**Required work**
The lines from the start of the data through the line containing "use crate::value::DataType;" are to be reproduced exactly, both ends included.

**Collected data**
————————
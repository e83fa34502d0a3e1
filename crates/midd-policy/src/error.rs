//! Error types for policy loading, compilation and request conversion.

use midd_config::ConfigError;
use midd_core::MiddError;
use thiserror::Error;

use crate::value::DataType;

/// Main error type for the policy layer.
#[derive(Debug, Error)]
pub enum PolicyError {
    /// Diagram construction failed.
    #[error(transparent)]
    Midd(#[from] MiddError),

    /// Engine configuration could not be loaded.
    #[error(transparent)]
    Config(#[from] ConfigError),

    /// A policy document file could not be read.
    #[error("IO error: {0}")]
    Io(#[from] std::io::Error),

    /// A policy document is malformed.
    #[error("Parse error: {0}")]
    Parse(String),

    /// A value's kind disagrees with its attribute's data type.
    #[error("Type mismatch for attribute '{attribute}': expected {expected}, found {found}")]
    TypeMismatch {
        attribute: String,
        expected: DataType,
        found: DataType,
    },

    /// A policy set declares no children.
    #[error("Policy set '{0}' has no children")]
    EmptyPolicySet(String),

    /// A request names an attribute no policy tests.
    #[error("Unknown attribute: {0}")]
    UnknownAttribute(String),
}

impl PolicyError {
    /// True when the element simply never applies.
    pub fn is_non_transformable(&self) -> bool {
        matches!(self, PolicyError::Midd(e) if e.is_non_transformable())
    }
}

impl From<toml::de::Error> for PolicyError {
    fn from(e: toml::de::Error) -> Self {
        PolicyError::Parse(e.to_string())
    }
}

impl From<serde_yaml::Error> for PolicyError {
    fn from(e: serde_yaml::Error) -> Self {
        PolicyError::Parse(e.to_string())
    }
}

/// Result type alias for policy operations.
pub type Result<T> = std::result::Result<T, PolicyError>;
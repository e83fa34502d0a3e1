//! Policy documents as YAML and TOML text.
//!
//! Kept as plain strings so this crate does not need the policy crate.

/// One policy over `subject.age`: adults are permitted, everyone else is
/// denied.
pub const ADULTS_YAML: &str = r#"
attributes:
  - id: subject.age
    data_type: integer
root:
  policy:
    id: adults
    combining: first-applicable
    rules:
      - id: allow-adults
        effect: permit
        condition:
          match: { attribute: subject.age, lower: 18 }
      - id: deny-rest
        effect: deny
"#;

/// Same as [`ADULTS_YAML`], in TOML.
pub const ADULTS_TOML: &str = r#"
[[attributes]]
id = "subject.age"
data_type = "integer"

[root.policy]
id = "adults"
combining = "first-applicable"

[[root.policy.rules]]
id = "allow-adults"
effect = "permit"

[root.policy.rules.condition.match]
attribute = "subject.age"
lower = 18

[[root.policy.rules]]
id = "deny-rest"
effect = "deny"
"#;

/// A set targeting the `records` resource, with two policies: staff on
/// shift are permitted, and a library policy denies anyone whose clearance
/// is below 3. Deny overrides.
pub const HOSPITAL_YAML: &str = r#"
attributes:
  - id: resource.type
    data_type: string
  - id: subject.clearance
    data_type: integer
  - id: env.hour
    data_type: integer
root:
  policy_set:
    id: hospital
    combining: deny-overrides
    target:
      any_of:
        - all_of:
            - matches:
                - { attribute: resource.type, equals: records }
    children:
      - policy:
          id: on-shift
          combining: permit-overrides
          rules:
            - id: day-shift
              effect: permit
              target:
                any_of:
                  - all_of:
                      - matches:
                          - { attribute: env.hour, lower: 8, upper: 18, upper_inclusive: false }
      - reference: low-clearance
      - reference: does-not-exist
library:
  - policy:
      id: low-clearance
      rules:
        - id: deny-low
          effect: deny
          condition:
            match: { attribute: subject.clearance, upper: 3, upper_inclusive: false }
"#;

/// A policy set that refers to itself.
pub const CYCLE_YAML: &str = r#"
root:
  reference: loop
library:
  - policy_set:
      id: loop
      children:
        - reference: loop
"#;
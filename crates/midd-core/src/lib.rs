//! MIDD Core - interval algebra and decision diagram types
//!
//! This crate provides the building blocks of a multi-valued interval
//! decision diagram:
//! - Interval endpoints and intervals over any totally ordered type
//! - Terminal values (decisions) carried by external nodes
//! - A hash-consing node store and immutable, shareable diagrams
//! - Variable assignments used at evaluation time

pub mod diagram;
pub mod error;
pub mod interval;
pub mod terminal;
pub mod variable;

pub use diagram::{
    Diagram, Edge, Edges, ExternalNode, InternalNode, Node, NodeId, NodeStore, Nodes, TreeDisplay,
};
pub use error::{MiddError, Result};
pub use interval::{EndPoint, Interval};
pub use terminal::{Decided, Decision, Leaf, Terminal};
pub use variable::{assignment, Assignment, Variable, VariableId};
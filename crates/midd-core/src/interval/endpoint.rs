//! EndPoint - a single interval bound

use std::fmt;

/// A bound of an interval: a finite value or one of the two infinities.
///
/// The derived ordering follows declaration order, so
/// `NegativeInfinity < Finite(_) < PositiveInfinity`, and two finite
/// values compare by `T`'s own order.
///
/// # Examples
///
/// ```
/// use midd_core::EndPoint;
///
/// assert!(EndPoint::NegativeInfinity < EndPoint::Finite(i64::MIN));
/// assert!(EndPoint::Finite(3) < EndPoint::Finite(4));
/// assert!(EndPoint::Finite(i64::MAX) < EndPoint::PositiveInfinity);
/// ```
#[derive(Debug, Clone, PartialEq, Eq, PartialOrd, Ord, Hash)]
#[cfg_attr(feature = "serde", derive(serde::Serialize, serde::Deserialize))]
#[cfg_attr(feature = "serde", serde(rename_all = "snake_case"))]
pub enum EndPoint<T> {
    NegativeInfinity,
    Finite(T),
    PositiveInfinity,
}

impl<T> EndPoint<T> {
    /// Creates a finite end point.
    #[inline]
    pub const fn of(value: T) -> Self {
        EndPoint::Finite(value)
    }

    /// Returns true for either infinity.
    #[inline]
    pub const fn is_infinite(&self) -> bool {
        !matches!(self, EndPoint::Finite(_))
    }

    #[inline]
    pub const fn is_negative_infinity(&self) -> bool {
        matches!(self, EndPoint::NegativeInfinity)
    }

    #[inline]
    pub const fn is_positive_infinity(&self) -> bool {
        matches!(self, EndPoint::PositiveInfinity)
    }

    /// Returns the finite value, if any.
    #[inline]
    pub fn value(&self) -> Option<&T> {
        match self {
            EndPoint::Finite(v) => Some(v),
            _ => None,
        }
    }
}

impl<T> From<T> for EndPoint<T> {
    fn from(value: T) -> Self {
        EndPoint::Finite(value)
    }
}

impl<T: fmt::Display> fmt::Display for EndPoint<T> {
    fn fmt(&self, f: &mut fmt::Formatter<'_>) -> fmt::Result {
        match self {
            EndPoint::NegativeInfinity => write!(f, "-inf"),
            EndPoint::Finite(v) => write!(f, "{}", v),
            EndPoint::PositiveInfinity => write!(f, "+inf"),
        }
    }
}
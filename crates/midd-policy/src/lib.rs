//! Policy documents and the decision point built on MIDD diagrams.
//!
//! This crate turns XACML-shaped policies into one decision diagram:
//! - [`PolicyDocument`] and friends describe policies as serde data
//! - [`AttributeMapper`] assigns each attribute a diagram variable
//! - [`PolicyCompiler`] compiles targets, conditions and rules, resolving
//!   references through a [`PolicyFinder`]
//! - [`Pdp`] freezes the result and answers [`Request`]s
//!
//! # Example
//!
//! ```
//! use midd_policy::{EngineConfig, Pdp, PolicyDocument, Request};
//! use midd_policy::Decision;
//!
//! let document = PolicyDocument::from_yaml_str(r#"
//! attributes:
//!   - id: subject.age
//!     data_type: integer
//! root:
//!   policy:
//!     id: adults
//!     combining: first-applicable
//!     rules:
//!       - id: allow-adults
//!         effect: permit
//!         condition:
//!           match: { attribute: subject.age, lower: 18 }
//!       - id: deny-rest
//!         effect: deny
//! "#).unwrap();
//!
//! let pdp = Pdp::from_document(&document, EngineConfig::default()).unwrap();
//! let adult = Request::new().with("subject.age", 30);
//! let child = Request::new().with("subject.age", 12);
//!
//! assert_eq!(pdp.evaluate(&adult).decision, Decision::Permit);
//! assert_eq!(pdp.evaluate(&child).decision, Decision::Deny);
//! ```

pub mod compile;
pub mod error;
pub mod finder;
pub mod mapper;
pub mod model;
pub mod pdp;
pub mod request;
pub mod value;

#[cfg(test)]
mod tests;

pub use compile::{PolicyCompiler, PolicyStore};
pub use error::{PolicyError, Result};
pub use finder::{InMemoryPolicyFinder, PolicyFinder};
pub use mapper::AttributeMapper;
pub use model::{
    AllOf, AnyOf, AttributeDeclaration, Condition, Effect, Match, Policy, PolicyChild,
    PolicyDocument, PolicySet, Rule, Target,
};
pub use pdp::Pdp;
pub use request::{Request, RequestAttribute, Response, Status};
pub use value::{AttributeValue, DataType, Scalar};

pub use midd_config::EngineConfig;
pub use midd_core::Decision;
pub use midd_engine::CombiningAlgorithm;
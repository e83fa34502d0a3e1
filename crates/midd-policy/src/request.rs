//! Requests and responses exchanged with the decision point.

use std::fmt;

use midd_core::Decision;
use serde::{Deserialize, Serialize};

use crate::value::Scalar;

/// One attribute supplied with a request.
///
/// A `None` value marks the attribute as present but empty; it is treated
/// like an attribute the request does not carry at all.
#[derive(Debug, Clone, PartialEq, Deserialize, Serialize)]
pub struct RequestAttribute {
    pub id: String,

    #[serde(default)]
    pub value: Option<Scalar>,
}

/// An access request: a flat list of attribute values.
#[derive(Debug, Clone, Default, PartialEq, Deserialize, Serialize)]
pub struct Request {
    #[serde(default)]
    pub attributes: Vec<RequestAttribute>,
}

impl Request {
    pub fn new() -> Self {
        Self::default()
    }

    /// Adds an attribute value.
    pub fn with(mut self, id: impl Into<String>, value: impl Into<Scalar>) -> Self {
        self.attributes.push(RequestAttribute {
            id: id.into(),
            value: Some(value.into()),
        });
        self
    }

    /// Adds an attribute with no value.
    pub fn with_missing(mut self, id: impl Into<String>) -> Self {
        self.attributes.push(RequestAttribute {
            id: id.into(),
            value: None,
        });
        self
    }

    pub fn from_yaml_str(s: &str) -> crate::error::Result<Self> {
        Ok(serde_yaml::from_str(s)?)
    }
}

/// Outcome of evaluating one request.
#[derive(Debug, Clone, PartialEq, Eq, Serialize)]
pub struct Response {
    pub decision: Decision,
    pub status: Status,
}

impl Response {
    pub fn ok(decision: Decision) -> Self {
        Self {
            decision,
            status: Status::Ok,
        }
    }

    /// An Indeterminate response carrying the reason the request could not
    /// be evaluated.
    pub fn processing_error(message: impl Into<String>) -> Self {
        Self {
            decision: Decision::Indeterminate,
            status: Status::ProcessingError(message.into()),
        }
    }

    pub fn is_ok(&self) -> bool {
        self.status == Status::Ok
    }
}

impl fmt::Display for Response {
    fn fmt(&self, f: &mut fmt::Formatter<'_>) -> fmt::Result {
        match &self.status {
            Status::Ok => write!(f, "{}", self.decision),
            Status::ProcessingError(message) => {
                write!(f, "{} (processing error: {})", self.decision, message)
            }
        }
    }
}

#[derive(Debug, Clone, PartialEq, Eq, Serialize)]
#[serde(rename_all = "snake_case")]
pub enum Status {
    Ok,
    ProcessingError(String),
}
————————
**Response to the exercise**
repository e83fa34502d0a3e1
filename crates/midd-policy/src/error.rs
//! Error types for policy loading, compilation and request conversion.

use midd_config::ConfigError;
use midd_core::MiddError;
use thiserror::Error;

use crate::value::DataType;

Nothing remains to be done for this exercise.